Robin Murphy lives in Bayfield, on the south shore of Lake Superior. This truly great lake inspires artists on all of its shores, from Thunder Bay down through Grand Marais to the tip here in the Twin Ports and on to points east in Wisconsin. Little hideaways like Cornucopia and Oulu and Madeline Island are rich with arts expression.

Murphy received her M.F.A. from the Cranbrook Academy of Art and has taught here at the University of Minnesota, Duluth among other places. Like much of our local talent, their work has a far great reach than simply this region.

Robin Murphy's New Work
Evidently the past few years have proven to be a time of transition for her. When I found her artist statement on her website, it seemed to make a good to introduce you to what her current work is about. You'll want to be sure to check it out. In person it's simply wonderful. Thank you, Robin, for sharing yourself here at the DAI.

The Explanation
My work has undergone major transitions the past two years, from functional ceramics to animal and figurative sculpture. I have always been interested in sculptural work but didn't know where to begin. It's difficult to try something new when you have achieved a certain level of success with your present artistic direction.

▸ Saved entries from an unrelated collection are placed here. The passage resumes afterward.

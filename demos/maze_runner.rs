//! Runs the search strategies over the bundled maze and prints one line per
//! strategy.
//!
//! Run: cargo run --bin maze-runner [BFS|DFS|GS|AStar]...

use maze_demos::{RunnerConfig, run};

fn main() {
    let names: Vec<String> = std::env::args().skip(1).collect();
    if let Err(e) = run_with(&names) {
        eprintln!("Error: {e}");
        std::process::exit(1);
    }
}

fn run_with(names: &[String]) -> Result<(), Box<dyn std::error::Error>> {
    let config = RunnerConfig::default().with_strategy_names(names)?;
    let result = run(&config)?;

    print!("{}", result.maze);
    println!("start {} goal {}", result.start, result.goal);
    for outcome in &result.outcomes {
        println!("{outcome}");
        match &outcome.path {
            Some(path) => {
                let steps: Vec<String> = path.iter().map(|c| c.to_string()).collect();
                println!("  {}", steps.join(" "));
            }
            None => println!("  no path found"),
        }
    }
    Ok(())
}
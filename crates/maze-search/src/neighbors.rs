use std::collections::HashMap;

use maze_core::{Bounds, Cell, Direction, Maze};

use crate::traits::Pather;

/// The wall records of a [`Maze`] drive adjacency: a neighbour is included
/// iff it lies inside the grid and the current cell's record marks that
/// side open. Neighbours come out in North, South, West, East order.
impl Pather for Maze {
    fn neighbors(&self, c: Cell, buf: &mut Vec<Cell>) {
        let walls = self.walls(c);
        for d in Direction::ALL {
            let n = c.step(d);
            if walls.is_open(d) && self.contains(n) {
                buf.push(n);
            }
        }
    }

    #[inline]
    fn contains(&self, c: Cell) -> bool {
        Maze::contains(self, c)
    }
}

/// Explicit adjacency lists: cell → reachable neighbour cells.
///
/// An alternative to wall records for callers that already hold a
/// neighbour map. Entries pointing outside `bounds` are ignored.
#[derive(Debug, Clone, Default)]
pub struct Adjacency {
    bounds: Bounds,
    map: HashMap<Cell, Vec<Cell>>,
}

impl Adjacency {
    /// Create an empty adjacency for a `rows × cols` grid.
    pub fn new(rows: i32, cols: i32) -> Self {
        Self {
            bounds: Bounds::new(rows, cols),
            map: HashMap::new(),
        }
    }

    /// Build the adjacency lists equivalent to a maze's wall records.
    pub fn from_maze(maze: &Maze) -> Self {
        let mut adj = Self::new(maze.rows(), maze.cols());
        let mut buf = Vec::with_capacity(4);
        for c in maze.cells() {
            buf.clear();
            maze.neighbors(c, &mut buf);
            if !buf.is_empty() {
                adj.map.insert(c, buf.clone());
            }
        }
        adj
    }

    /// The grid dimensions.
    #[inline]
    pub fn bounds(&self) -> Bounds {
        self.bounds
    }

    /// Add a one-way edge `from → to`. Duplicates are ignored.
    pub fn insert(&mut self, from: Cell, to: Cell) {
        let list = self.map.entry(from).or_default();
        if !list.contains(&to) {
            list.push(to);
        }
    }

    /// Add edges in both directions.
    pub fn connect(&mut self, a: Cell, b: Cell) {
        self.insert(a, b);
        self.insert(b, a);
    }
}

impl Pather for Adjacency {
    fn neighbors(&self, c: Cell, buf: &mut Vec<Cell>) {
        if let Some(list) = self.map.get(&c) {
            buf.extend(list.iter().copied().filter(|&n| self.bounds.contains(n)));
        }
    }

    #[inline]
    fn contains(&self, c: Cell) -> bool {
        self.bounds.contains(c)
    }
}

/// Reusable neighbour buffer.
///
/// Wraps a small `Vec` so repeated neighbour queries do not allocate.
pub struct Neighbors {
    buf: Vec<Cell>,
}

impl Default for Neighbors {
    fn default() -> Self {
        Self::new()
    }
}

impl Neighbors {
    /// Create a new `Neighbors` helper.
    pub fn new() -> Self {
        Self {
            buf: Vec::with_capacity(4),
        }
    }

    /// Return the neighbours of `c` according to `pather`.
    pub fn of<P: Pather + ?Sized>(&mut self, pather: &P, c: Cell) -> &[Cell] {
        self.buf.clear();
        pather.neighbors(c, &mut self.buf);
        &self.buf
    }
}

#[cfg(test)]
mod tests {
    use super::*;
    use maze_core::Walls;

    #[test]
    fn interior_cell_of_open_maze() {
        let m = Maze::open_all(3, 3);
        let mut nb = Neighbors::new();
        assert_eq!(
            nb.of(&m, Cell::new(2, 2)),
            &[
                Cell::new(1, 2),
                Cell::new(3, 2),
                Cell::new(2, 1),
                Cell::new(2, 3)
            ]
        );
    }

    #[test]
    fn corner_has_fewer_candidates() {
        let m = Maze::open_all(3, 3);
        let mut nb = Neighbors::new();
        assert_eq!(nb.of(&m, Cell::new(1, 1)), &[Cell::new(2, 1), Cell::new(1, 2)]);
        assert_eq!(nb.of(&m, Cell::new(3, 3)), &[Cell::new(2, 3), Cell::new(3, 2)]);
    }

    #[test]
    fn out_of_bounds_never_included() {
        let mut m = Maze::new(1, 1);
        m.set_walls(Cell::new(1, 1), Walls::OPEN);
        let mut nb = Neighbors::new();
        assert!(nb.of(&m, Cell::new(1, 1)).is_empty());
    }

    #[test]
    fn walls_block_neighbors() {
        let mut m = Maze::new(2, 2);
        m.open(Cell::new(1, 1), Direction::South);
        let mut nb = Neighbors::new();
        assert_eq!(nb.of(&m, Cell::new(1, 1)), &[Cell::new(2, 1)]);
        assert!(nb.of(&m, Cell::new(1, 2)).is_empty());
    }

    #[test]
    fn only_the_current_record_is_consulted() {
        // (1,1) says east is open, (1,2) says west is walled.
        let mut m = Maze::new(1, 2);
        m.set_walls(Cell::new(1, 1), Walls::CLOSED.with_open(Direction::East));
        let mut nb = Neighbors::new();
        assert_eq!(nb.of(&m, Cell::new(1, 1)), &[Cell::new(1, 2)]);
        assert!(nb.of(&m, Cell::new(1, 2)).is_empty());
    }

    #[test]
    fn adjacency_matches_maze() {
        let m = Maze::open_all(2, 3);
        let adj = Adjacency::from_maze(&m);
        let mut a = Neighbors::new();
        let mut b = Neighbors::new();
        for c in m.cells() {
            assert_eq!(a.of(&m, c), b.of(&adj, c));
        }
    }

    #[test]
    fn adjacency_filters_out_of_bounds() {
        let mut adj = Adjacency::new(1, 2);
        adj.connect(Cell::new(1, 1), Cell::new(1, 2));
        adj.insert(Cell::new(1, 1), Cell::new(0, 1));
        adj.insert(Cell::new(1, 1), Cell::new(1, 2));
        let mut nb = Neighbors::new();
        assert_eq!(nb.of(&adj, Cell::new(1, 1)), &[Cell::new(1, 2)]);
        assert_eq!(nb.of(&adj, Cell::new(1, 2)), &[Cell::new(1, 1)]);
        assert!(adj.contains(Cell::new(1, 2)));
        assert!(!adj.contains(Cell::new(2, 1)));
    }
}
use std::collections::{HashMap, HashSet};

use maze_core::Cell;

use crate::error::SearchError;
use crate::frontier::{Entry, FifoFrontier, Frontier, LifoFrontier, PriorityFrontier};
use crate::outcome::{SearchMetrics, SearchOutcome};
use crate::strategy::Strategy;
use crate::traits::Pather;

/// Search engine bound to one adjacency provider.
///
/// Frontier, visited set, parent links and cost table are created fresh in
/// every call and dropped on return; the only thing kept between calls is a
/// scratch buffer for neighbour queries. Run concurrent searches through
/// separate `MazeSearch` values sharing the same pather.
pub struct MazeSearch<'a, P: Pather + ?Sized> {
    pather: &'a P,
    nbuf: Vec<Cell>,
}

/// Run a single search with a throwaway engine.
pub fn search<P: Pather + ?Sized>(
    pather: &P,
    start: Cell,
    goal: Cell,
    strategy: Strategy,
) -> SearchOutcome {
    MazeSearch::new(pather).search(start, goal, strategy)
}

impl<'a, P: Pather + ?Sized> MazeSearch<'a, P> {
    /// Create an engine over `pather`.
    pub fn new(pather: &'a P) -> Self {
        Self {
            pather,
            nbuf: Vec::with_capacity(4),
        }
    }

    /// Breadth-first search.
    pub fn bfs(&mut self, start: Cell, goal: Cell) -> SearchOutcome {
        self.run(Strategy::Bfs, FifoFrontier::new(), start, goal)
    }

    /// Depth-first search. Neighbours are pushed in North, South, West, East
    /// order, so East is explored first.
    pub fn dfs(&mut self, start: Cell, goal: Cell) -> SearchOutcome {
        self.run(Strategy::Dfs, LifoFrontier::new(), start, goal)
    }

    /// Greedy best-first search on Manhattan distance to the goal.
    pub fn greedy(&mut self, start: Cell, goal: Cell) -> SearchOutcome {
        self.run(Strategy::Greedy, PriorityFrontier::new(), start, goal)
    }

    /// A* search with the Manhattan heuristic.
    pub fn astar(&mut self, start: Cell, goal: Cell) -> SearchOutcome {
        self.run(Strategy::AStar, PriorityFrontier::new(), start, goal)
    }

    /// Search from `start` to `goal` with `strategy`.
    pub fn search(&mut self, start: Cell, goal: Cell, strategy: Strategy) -> SearchOutcome {
        match strategy {
            Strategy::Bfs => self.bfs(start, goal),
            Strategy::Dfs => self.dfs(start, goal),
            Strategy::Greedy => self.greedy(start, goal),
            Strategy::AStar => self.astar(start, goal),
        }
    }

    /// Like [`search`](Self::search) but selects the strategy by name.
    ///
    /// An unrecognised name fails before any search state is allocated.
    pub fn search_named(
        &mut self,
        start: Cell,
        goal: Cell,
        name: &str,
    ) -> Result<SearchOutcome, SearchError> {
        let strategy: Strategy = name.parse()?;
        Ok(self.search(start, goal, strategy))
    }

    /// Like [`search`](Self::search) but rejects a start or goal outside the
    /// grid instead of treating it as a precondition.
    pub fn search_checked(
        &mut self,
        start: Cell,
        goal: Cell,
        strategy: Strategy,
    ) -> Result<SearchOutcome, SearchError> {
        for cell in [start, goal] {
            if !self.pather.contains(cell) {
                return Err(SearchError::OutOfBounds { cell });
            }
        }
        Ok(self.search(start, goal, strategy))
    }

    /// The shared search loop.
    ///
    /// Parent links are recorded when a cell is expanded: an entry's parent
    /// was itself expanded before the entry was pushed, so following parents
    /// from the goal yields exactly the path that entry extended.
    pub fn run<F: Frontier>(
        &mut self,
        strategy: Strategy,
        mut frontier: F,
        start: Cell,
        goal: Cell,
    ) -> SearchOutcome {
        log::debug!("{strategy} search from {start} to {goal}");

        let mut visited: HashSet<Cell> = HashSet::new();
        let mut parents: HashMap<Cell, Option<Cell>> = HashMap::new();
        let mut costs: HashMap<Cell, i32> = HashMap::new();
        let track_cost = strategy.tracks_cost();

        if track_cost {
            costs.insert(start, 0);
        }
        frontier.push(
            strategy.priority(start, 0, goal),
            Entry {
                cell: start,
                parent: None,
                g: 0,
            },
        );
        let mut metrics = SearchMetrics {
            num_created: 1,
            num_expanded: 0,
            max_fringe: 1,
        };

        let mut nbuf = std::mem::take(&mut self.nbuf);

        let found = 'search: loop {
            let Some(current) = frontier.pop() else {
                break 'search false;
            };

            // Skip stale entries.
            if !visited.insert(current.cell) {
                continue;
            }
            parents.insert(current.cell, current.parent);
            metrics.num_expanded += 1;
            log::trace!("expand {} g={}", current.cell, current.g);

            if current.cell == goal {
                break 'search true;
            }

            nbuf.clear();
            self.pather.neighbors(current.cell, &mut nbuf);

            for &n in nbuf.iter() {
                if visited.contains(&n) {
                    continue;
                }
                let g = current.g + 1;
                if track_cost {
                    if costs.get(&n).is_some_and(|&best| g >= best) {
                        continue;
                    }
                    costs.insert(n, g);
                }
                frontier.push(
                    strategy.priority(n, g, goal),
                    Entry {
                        cell: n,
                        parent: Some(current.cell),
                        g,
                    },
                );
                metrics.num_created += 1;
                metrics.max_fringe = metrics.max_fringe.max(frontier.len());
            }
        };

        self.nbuf = nbuf;

        let path = found.then(|| reconstruct(&parents, goal));
        let depth = match &path {
            Some(p) => p.len() as i32 - 1,
            None => -1,
        };
        log::debug!(
            "{strategy} search finished: depth={depth} created={} expanded={} max_fringe={}",
            metrics.num_created,
            metrics.num_expanded,
            metrics.max_fringe
        );

        SearchOutcome {
            strategy,
            start,
            goal,
            path,
            depth,
            metrics,
        }
    }
}

/// Follow parent links back from `goal` and return the path start-first.
fn reconstruct(parents: &HashMap<Cell, Option<Cell>>, goal: Cell) -> Vec<Cell> {
    let mut path = vec![goal];
    let mut cur = goal;
    while let Some(&Some(p)) = parents.get(&cur) {
        path.push(p);
        cur = p;
    }
    path.reverse();
    path
}
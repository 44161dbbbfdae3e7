use std::fmt;

use maze_core::Cell;

/// Errors returned to the caller of a search.
///
/// An unreachable goal is not an error; see
/// [`SearchOutcome::path`](crate::SearchOutcome::path).
#[derive(Debug, Clone, PartialEq, Eq)]
pub enum SearchError {
    /// The strategy name is not one of the recognised values.
    UnknownStrategy(String),
    /// Start or goal lies outside the grid.
    OutOfBounds { cell: Cell },
}

impl fmt::Display for SearchError {
    fn fmt(&self, f: &mut fmt::Formatter<'_>) -> fmt::Result {
        match self {
            Self::UnknownStrategy(name) => write!(
                f,
                "unknown search strategy \u{201c}{name}\u{201d} (expected BFS, DFS, GS or AStar)"
            ),
            Self::OutOfBounds { cell } => write!(f, "cell {cell} is outside the maze"),
        }
    }
}

impl std::error::Error for SearchError {}
use std::fmt;

use maze_core::Cell;

use crate::strategy::Strategy;

/// What a search cost.
#[derive(Debug, Clone, Copy, Default, PartialEq, Eq)]
#[cfg_attr(feature = "serde", derive(serde::Serialize, serde::Deserialize))]
pub struct SearchMetrics {
    /// Frontier entries ever pushed, the start entry included.
    pub num_created: usize,
    /// Cells expanded, counting each cell once.
    pub num_expanded: usize,
    /// Largest frontier size observed.
    pub max_fringe: usize,
}

/// Result of one search.
#[derive(Debug, Clone, PartialEq, Eq)]
#[cfg_attr(feature = "serde", derive(serde::Serialize, serde::Deserialize))]
pub struct SearchOutcome {
    pub strategy: Strategy,
    pub start: Cell,
    pub goal: Cell,
    /// Cells from start to goal inclusive, or `None` if the goal is
    /// unreachable.
    pub path: Option<Vec<Cell>>,
    /// `path.len() - 1`, or `-1` when no path was found.
    pub depth: i32,
    /// Populated whether or not a path was found.
    pub metrics: SearchMetrics,
}

impl SearchOutcome {
    /// Whether a path to the goal was found.
    #[inline]
    pub fn is_found(&self) -> bool {
        self.path.is_some()
    }

    /// The path as a slice; empty when none was found.
    pub fn cells(&self) -> &[Cell] {
        self.path.as_deref().unwrap_or(&[])
    }
}

impl fmt::Display for SearchOutcome {
    /// One line per run: strategy, endpoints, depth and metrics.
    fn fmt(&self, f: &mut fmt::Formatter<'_>) -> fmt::Result {
        write!(
            f,
            "{} {} -> {} depth={} created={} expanded={} max_fringe={}",
            self.strategy,
            self.start,
            self.goal,
            self.depth,
            self.metrics.num_created,
            self.metrics.num_expanded,
            self.metrics.max_fringe
        )
    }
}


#[cfg(all(test, feature = "serde"))]
mod serde_tests {
    use super::*;

    #[test]
    fn outcome_round_trip() {
        let o = SearchOutcome {
            strategy: Strategy::Greedy,
            start: Cell::new(2, 1),
            goal: Cell::new(1, 1),
            path: Some(vec![Cell::new(2, 1), Cell::new(1, 1)]),
            depth: 1,
            metrics: SearchMetrics {
                num_created: 2,
                num_expanded: 2,
                max_fringe: 1,
            },
        };
        let json = serde_json::to_string(&o).unwrap();
        let back: SearchOutcome = serde_json::from_str(&json).unwrap();
        assert_eq!(back, o);
    }
}
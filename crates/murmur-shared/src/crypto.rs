use aes::cipher::generic_array::GenericArray;
use aes::cipher::{BlockDecrypt, BlockEncrypt, KeyInit as _};
use aes::Aes256;
use chacha20poly1305::{
    aead::{Aead, KeyInit, Payload},
    XChaCha20Poly1305, XNonce,
};
use rand::rngs::OsRng;
use rand::RngCore;
use x25519_dalek::{EphemeralSecret, PublicKey, StaticSecret};

use crate::constants::{
    BLOCK_SIZE, KDF_CONTEXT_SEALED_BOX, NONCE_SIZE, PUBKEY_SIZE, SYMMETRIC_KEY_SIZE,
};
use crate::error::CryptoError;

pub type SymmetricKey = [u8; SYMMETRIC_KEY_SIZE];

// ---------------------------------------------------------------------------
// Hashing & key generation
// ---------------------------------------------------------------------------

/// 32-byte BLAKE3 digest. Used for shared secrets, message ids and session keys.
pub fn hash(data: &[u8]) -> [u8; 32] {
    *blake3::hash(data).as_bytes()
}

pub fn derive_key_from_passphrase(passphrase: &[u8], context: &str) -> SymmetricKey {
    let mut hasher = blake3::Hasher::new_derive_key(context);
    hasher.update(passphrase);
    let hash = hasher.finalize();
    let mut key = [0u8; 32];
    key.copy_from_slice(&hash.as_bytes()[..32]);
    key
}

/// A fresh session key: the hash of 32 random bytes.
pub fn generate_session_key() -> SymmetricKey {
    let mut seed = [0u8; 32];
    OsRng.fill_bytes(&mut seed);
    hash(&seed)
}

pub fn generate_nonce() -> [u8; NONCE_SIZE] {
    let mut nonce = [0u8; NONCE_SIZE];
    OsRng.fill_bytes(&mut nonce);
    nonce
}

// ---------------------------------------------------------------------------
// Padded AES-256 (storage values and delivery batches)
// ---------------------------------------------------------------------------

/// Encrypt `data` with AES-256, one block at a time.
///
/// Layout before encryption: `[pad_len][data][random pad]`. The pad makes the
/// whole buffer a multiple of [`BLOCK_SIZE`]; `pad_len` is
/// `BLOCK_SIZE - data.len() % BLOCK_SIZE`, so it is always in `1..=16` and the
/// actual number of random bytes is `pad_len - 1`.
///
/// There is no authentication tag. Only the plausibility of the header byte
/// is checked on the way back.
pub fn encrypt(key: &SymmetricKey, data: &[u8]) -> Result<Vec<u8>, CryptoError> {
    let cipher = Aes256::new(GenericArray::from_slice(key));

    let pad_len = BLOCK_SIZE - data.len() % BLOCK_SIZE;
    let mut buf = Vec::with_capacity(data.len() + pad_len);
    buf.push(pad_len as u8);
    buf.extend_from_slice(data);

    let mut pad = vec![0u8; pad_len - 1];
    rand::thread_rng().fill_bytes(&mut pad);
    buf.extend_from_slice(&pad);

    if buf.len() % BLOCK_SIZE != 0 {
        return Err(CryptoError::EncryptionFailed);
    }

    for block in buf.chunks_exact_mut(BLOCK_SIZE) {
        cipher.encrypt_block(GenericArray::from_mut_slice(block));
    }
    Ok(buf)
}

pub fn decrypt(key: &SymmetricKey, data: &[u8]) -> Result<Vec<u8>, CryptoError> {
    if data.is_empty() || data.len() % BLOCK_SIZE != 0 {
        return Err(CryptoError::Corrupt("length is not a multiple of the block size"));
    }

    let cipher = Aes256::new(GenericArray::from_slice(key));
    let mut buf = data.to_vec();
    for block in buf.chunks_exact_mut(BLOCK_SIZE) {
        cipher.decrypt_block(GenericArray::from_mut_slice(block));
    }

    let pad_len = buf[0] as usize;
    if !(1..=BLOCK_SIZE).contains(&pad_len) {
        return Err(CryptoError::Corrupt("padding header out of range"));
    }
    // buf is at least one block long, so `end` never drops below 1.
    let end = buf.len() - (pad_len - 1);
    Ok(buf[1..end].to_vec())
}

// ---------------------------------------------------------------------------
// Sealed box (key exchange)
// ---------------------------------------------------------------------------

fn sealed_box_key(shared_secret: &[u8; 32], eph_pk: &[u8; 32], recipient_pk: &[u8; 32]) -> SymmetricKey {
    let mut hasher = blake3::Hasher::new_derive_key(KDF_CONTEXT_SEALED_BOX);
    hasher.update(shared_secret);
    hasher.update(eph_pk);
    hasher.update(recipient_pk);
    *hasher.finalize().as_bytes()
}

/// Anonymous public-key encryption to `recipient_pk`.
///
/// Output: `eph_pk (32) || nonce (24) || ciphertext+tag`.
pub fn seal(recipient_pk: &[u8; PUBKEY_SIZE], plaintext: &[u8]) -> Result<Vec<u8>, CryptoError> {
    let eph_secret = EphemeralSecret::random_from_rng(OsRng);
    let eph_pk = PublicKey::from(&eph_secret);
    let shared = eph_secret.diffie_hellman(&PublicKey::from(*recipient_pk));

    let key = sealed_box_key(shared.as_bytes(), eph_pk.as_bytes(), recipient_pk);
    let cipher = XChaCha20Poly1305::new((&key).into());
    let nonce_bytes = generate_nonce();

    let ciphertext = cipher
        .encrypt(
            XNonce::from_slice(&nonce_bytes),
            Payload {
                msg: plaintext,
                aad: eph_pk.as_bytes(),
            },
        )
        .map_err(|_| CryptoError::EncryptionFailed)?;

    let mut output = Vec::with_capacity(PUBKEY_SIZE + NONCE_SIZE + ciphertext.len());
    output.extend_from_slice(eph_pk.as_bytes());
    output.extend_from_slice(&nonce_bytes);
    output.extend_from_slice(&ciphertext);
    Ok(output)
}

pub fn open_sealed(recipient_sk: &StaticSecret, data: &[u8]) -> Result<Vec<u8>, CryptoError> {
    if data.len() < PUBKEY_SIZE + NONCE_SIZE {
        return Err(CryptoError::DecryptionFailed);
    }
    let (eph_bytes, rest) = data.split_at(PUBKEY_SIZE);
    let (nonce_bytes, ciphertext) = rest.split_at(NONCE_SIZE);

    let mut eph_pk = [0u8; PUBKEY_SIZE];
    eph_pk.copy_from_slice(eph_bytes);
    let recipient_pk = PublicKey::from(recipient_sk);
    let shared = recipient_sk.diffie_hellman(&PublicKey::from(eph_pk));

    let key = sealed_box_key(shared.as_bytes(), &eph_pk, recipient_pk.as_bytes());
    let cipher = XChaCha20Poly1305::new((&key).into());

    cipher
        .decrypt(
            XNonce::from_slice(nonce_bytes),
            Payload {
                msg: ciphertext,
                aad: &eph_pk,
            },
        )
        .map_err(|_| CryptoError::DecryptionFailed)
}

/// Constant-time equality for shared secrets.
pub fn secrets_equal(a: &[u8], b: &[u8]) -> bool {
    use subtle::ConstantTimeEq;
    a.len() == b.len() && a.ct_eq(b).unwrap_u8() == 1
}
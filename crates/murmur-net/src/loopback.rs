//! In-process [`Transport`] that routes requests straight into registered
//! routers, without sockets. Peers can be taken offline to exercise retry
//! paths.

use std::collections::{HashMap, HashSet};
use std::sync::Mutex;

use async_trait::async_trait;
use axum::body::Body;
use axum::http::{header, Request};
use axum::Router;
use tower::ServiceExt;

use murmur_shared::types::PeerAddress;

use crate::error::NetError;
use crate::listener::MAX_BODY_BYTES;
use crate::transport::Transport;

#[derive(Default)]
pub struct LoopbackTransport {
    routers: Mutex<HashMap<PeerAddress, Router>>,
    offline: Mutex<HashSet<PeerAddress>>,
}

impl LoopbackTransport {
    pub fn new() -> Self {
        Self::default()
    }

    /// Make `router` reachable as `address`.
    pub fn attach(&self, address: PeerAddress, router: Router) {
        self.routers
            .lock()
            .unwrap_or_else(|e| e.into_inner())
            .insert(address, router);
    }

    /// Toggle whether requests to `address` fail as unreachable.
    pub fn set_offline(&self, address: &PeerAddress, offline: bool) {
        let mut set = self.offline.lock().unwrap_or_else(|e| e.into_inner());
        if offline {
            set.insert(address.clone());
        } else {
            set.remove(address);
        }
    }
}

#[async_trait]
impl Transport for LoopbackTransport {
    async fn post(&self, address: &PeerAddress, path: &str, body: Vec<u8>) -> Result<Vec<u8>, NetError> {
        if self
            .offline
            .lock()
            .unwrap_or_else(|e| e.into_inner())
            .contains(address)
        {
            return Err(NetError::Unreachable(address.to_string()));
        }

        let router = self
            .routers
            .lock()
            .unwrap_or_else(|e| e.into_inner())
            .get(address)
            .cloned()
            .ok_or_else(|| NetError::Unreachable(address.to_string()))?;

        let req = Request::post(path)
            .header(header::CONTENT_TYPE, "application/json")
            .body(Body::from(body))
            .map_err(|e| NetError::Unreachable(e.to_string()))?;

        let resp = match router.oneshot(req).await {
            Ok(resp) => resp,
            Err(never) => match never {},
        };
        if !resp.status().is_success() {
            return Err(NetError::Status(resp.status().as_u16()));
        }

        let bytes = axum::body::to_bytes(resp.into_body(), MAX_BODY_BYTES)
            .await
            .map_err(|e| NetError::Unreachable(e.to_string()))?;
        Ok(bytes.to_vec())
    }
}

#[cfg(test)]
mod tests {
    use std::sync::Arc;

    use async_trait::async_trait;

    use murmur_shared::protocol::{
        paths, ConfirmKeyRequest, DeliverRequest, IntroduceAnswer, IntroduceRequest, SealedBody,
    };

    use super::*;
    use crate::listener::{build_router, InboundHandler};
    use crate::rate_limit::RateLimiter;
    use crate::transport::call;

    struct AlwaysYes;

    #[async_trait]
    impl InboundHandler for AlwaysYes {
        async fn introduce(&self, _request: IntroduceRequest) -> IntroduceAnswer {
            IntroduceAnswer::rejected()
        }
        async fn confirm_key(&self, _request: ConfirmKeyRequest) -> bool {
            true
        }
        async fn set_session_key(&self, _request: SealedBody) -> bool {
            true
        }
        async fn deliver(&self, _request: DeliverRequest) -> bool {
            true
        }
    }

    #[tokio::test]
    async fn test_routes_and_offline_toggle() {
        let transport = LoopbackTransport::new();
        let peer = PeerAddress::parse("bob.onion").unwrap();
        transport.attach(peer.clone(), build_router(Arc::new(AlwaysYes), RateLimiter::default()));

        let ok: bool = call(&transport, &peer, paths::SET_SESSION_KEY, &SealedBody(vec![1]))
            .await
            .unwrap();
        assert!(ok);

        transport.set_offline(&peer, true);
        let err = call::<_, bool>(&transport, &peer, paths::SET_SESSION_KEY, &SealedBody(vec![1])).await;
        assert!(matches!(err, Err(NetError::Unreachable(_))));

        transport.set_offline(&peer, false);
        let ok: bool = call(&transport, &peer, paths::SET_SESSION_KEY, &SealedBody(vec![1]))
            .await
            .unwrap();
        assert!(ok);
    }

    #[tokio::test]
    async fn test_unknown_peer_is_unreachable() {
        let transport = LoopbackTransport::new();
        let peer = PeerAddress::parse("nobody.onion").unwrap();
        let err = transport.post(&peer, paths::DELIVER, Vec::new()).await;
        assert!(matches!(err, Err(NetError::Unreachable(_))));
    }
}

The initial animal pieces were simple silhouettes resting in pot-like forms and highly decorated. Once I decided to abandon the pot and just make the animals/figures, a new door opened artistically for me. Function and decoration were no longer the issue, it was now about the animals/figures and how they exist as objects in contemporary society; what are they doing, asking, implying. Those questions became the basis for investigation.

Perplexing Endeavors
Each piece presents a range of didactic possibilities. How the work exists sculpturally as a 3-dimensional piece is layered with the emotional response posture, gaze, surface treatment, etc., suggests. How to marry the particular animal or figurative form with this myriad of possibilities is the challenge. The reward begins at that extraordinary moment of recognition within the clay, whether intended or something surprisingly different, but you see it and work with it to completion; then, give it to the world and begin again.

Meantime, art goes on all around you. Engage it!